──────── Task inputs ────────

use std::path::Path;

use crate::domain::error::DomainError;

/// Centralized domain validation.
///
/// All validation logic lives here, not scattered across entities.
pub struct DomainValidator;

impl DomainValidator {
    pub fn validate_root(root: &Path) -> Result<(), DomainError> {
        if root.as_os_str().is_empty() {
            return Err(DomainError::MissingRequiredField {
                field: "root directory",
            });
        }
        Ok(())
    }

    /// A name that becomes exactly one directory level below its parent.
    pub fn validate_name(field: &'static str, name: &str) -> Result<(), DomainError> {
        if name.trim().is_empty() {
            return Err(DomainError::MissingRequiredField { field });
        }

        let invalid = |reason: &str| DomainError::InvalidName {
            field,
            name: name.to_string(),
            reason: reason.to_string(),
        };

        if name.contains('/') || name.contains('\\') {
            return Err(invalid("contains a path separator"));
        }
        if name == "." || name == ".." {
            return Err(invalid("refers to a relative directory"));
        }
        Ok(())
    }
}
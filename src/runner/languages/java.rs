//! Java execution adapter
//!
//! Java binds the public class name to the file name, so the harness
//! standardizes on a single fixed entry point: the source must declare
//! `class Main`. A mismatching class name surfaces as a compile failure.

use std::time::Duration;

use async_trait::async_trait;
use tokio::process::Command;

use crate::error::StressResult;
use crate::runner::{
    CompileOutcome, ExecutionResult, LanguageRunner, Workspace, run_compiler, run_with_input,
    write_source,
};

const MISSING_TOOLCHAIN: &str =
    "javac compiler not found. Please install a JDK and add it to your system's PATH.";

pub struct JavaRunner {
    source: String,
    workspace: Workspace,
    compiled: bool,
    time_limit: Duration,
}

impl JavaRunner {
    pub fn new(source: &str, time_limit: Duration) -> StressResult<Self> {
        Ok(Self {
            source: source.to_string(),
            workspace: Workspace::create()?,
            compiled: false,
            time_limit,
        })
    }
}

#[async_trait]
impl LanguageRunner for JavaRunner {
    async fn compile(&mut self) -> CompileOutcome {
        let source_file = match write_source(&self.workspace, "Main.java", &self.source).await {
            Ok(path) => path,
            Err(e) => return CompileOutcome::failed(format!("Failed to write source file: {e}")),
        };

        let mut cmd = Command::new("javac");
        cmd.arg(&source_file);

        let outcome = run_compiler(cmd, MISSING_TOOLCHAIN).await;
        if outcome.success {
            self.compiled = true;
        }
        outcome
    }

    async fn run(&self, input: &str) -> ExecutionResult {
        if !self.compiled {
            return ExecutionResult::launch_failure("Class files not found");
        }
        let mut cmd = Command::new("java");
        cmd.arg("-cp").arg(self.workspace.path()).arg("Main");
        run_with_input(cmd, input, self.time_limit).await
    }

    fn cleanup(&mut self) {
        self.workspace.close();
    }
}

────────
──────── Task inputs ────────

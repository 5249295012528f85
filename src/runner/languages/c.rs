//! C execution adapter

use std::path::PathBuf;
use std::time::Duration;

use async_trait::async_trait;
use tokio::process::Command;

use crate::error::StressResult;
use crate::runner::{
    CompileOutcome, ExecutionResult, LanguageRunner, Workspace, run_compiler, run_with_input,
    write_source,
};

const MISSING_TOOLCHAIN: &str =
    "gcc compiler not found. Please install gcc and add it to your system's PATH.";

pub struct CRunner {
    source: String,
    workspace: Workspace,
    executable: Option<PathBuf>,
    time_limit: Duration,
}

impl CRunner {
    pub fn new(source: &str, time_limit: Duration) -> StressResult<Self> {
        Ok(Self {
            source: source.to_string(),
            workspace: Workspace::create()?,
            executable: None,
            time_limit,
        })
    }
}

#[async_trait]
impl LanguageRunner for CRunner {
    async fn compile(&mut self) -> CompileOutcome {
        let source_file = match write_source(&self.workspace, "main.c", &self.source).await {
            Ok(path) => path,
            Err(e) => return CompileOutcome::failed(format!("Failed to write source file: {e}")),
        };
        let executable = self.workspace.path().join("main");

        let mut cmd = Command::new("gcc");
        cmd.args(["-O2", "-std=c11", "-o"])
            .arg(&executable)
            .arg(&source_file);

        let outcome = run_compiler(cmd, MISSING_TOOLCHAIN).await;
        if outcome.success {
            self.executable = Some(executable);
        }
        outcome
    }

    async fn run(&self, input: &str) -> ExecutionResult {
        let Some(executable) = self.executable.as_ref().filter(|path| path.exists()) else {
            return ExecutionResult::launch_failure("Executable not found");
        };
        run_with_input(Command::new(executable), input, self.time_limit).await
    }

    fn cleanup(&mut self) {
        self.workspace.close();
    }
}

────────
──────── Task inputs ────────

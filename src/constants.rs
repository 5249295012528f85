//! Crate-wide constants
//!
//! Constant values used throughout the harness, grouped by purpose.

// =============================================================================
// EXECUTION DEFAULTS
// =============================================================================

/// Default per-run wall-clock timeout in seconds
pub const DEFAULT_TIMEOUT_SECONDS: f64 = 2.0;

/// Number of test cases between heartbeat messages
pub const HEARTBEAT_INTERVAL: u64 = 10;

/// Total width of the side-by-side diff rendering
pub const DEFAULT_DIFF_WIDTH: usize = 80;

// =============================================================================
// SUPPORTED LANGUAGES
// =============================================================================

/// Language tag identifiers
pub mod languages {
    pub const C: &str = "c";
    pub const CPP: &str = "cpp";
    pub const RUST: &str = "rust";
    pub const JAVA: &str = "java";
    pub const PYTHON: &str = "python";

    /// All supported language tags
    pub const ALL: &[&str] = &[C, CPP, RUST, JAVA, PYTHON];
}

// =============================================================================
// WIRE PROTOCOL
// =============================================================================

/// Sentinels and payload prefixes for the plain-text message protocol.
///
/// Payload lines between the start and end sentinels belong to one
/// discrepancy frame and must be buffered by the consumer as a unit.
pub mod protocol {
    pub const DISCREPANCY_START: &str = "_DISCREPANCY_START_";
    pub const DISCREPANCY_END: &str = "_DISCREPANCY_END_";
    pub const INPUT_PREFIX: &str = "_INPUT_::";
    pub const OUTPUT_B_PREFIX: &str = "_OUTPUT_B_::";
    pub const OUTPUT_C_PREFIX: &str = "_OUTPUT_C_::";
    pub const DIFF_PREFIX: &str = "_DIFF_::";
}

────────

Lines above that contain the string "install" make up the answer.

    "javac compiler not found. Please install a JDK and add it to your system's PATH.";
    "gcc compiler not found. Please install gcc and add it to your system's PATH.";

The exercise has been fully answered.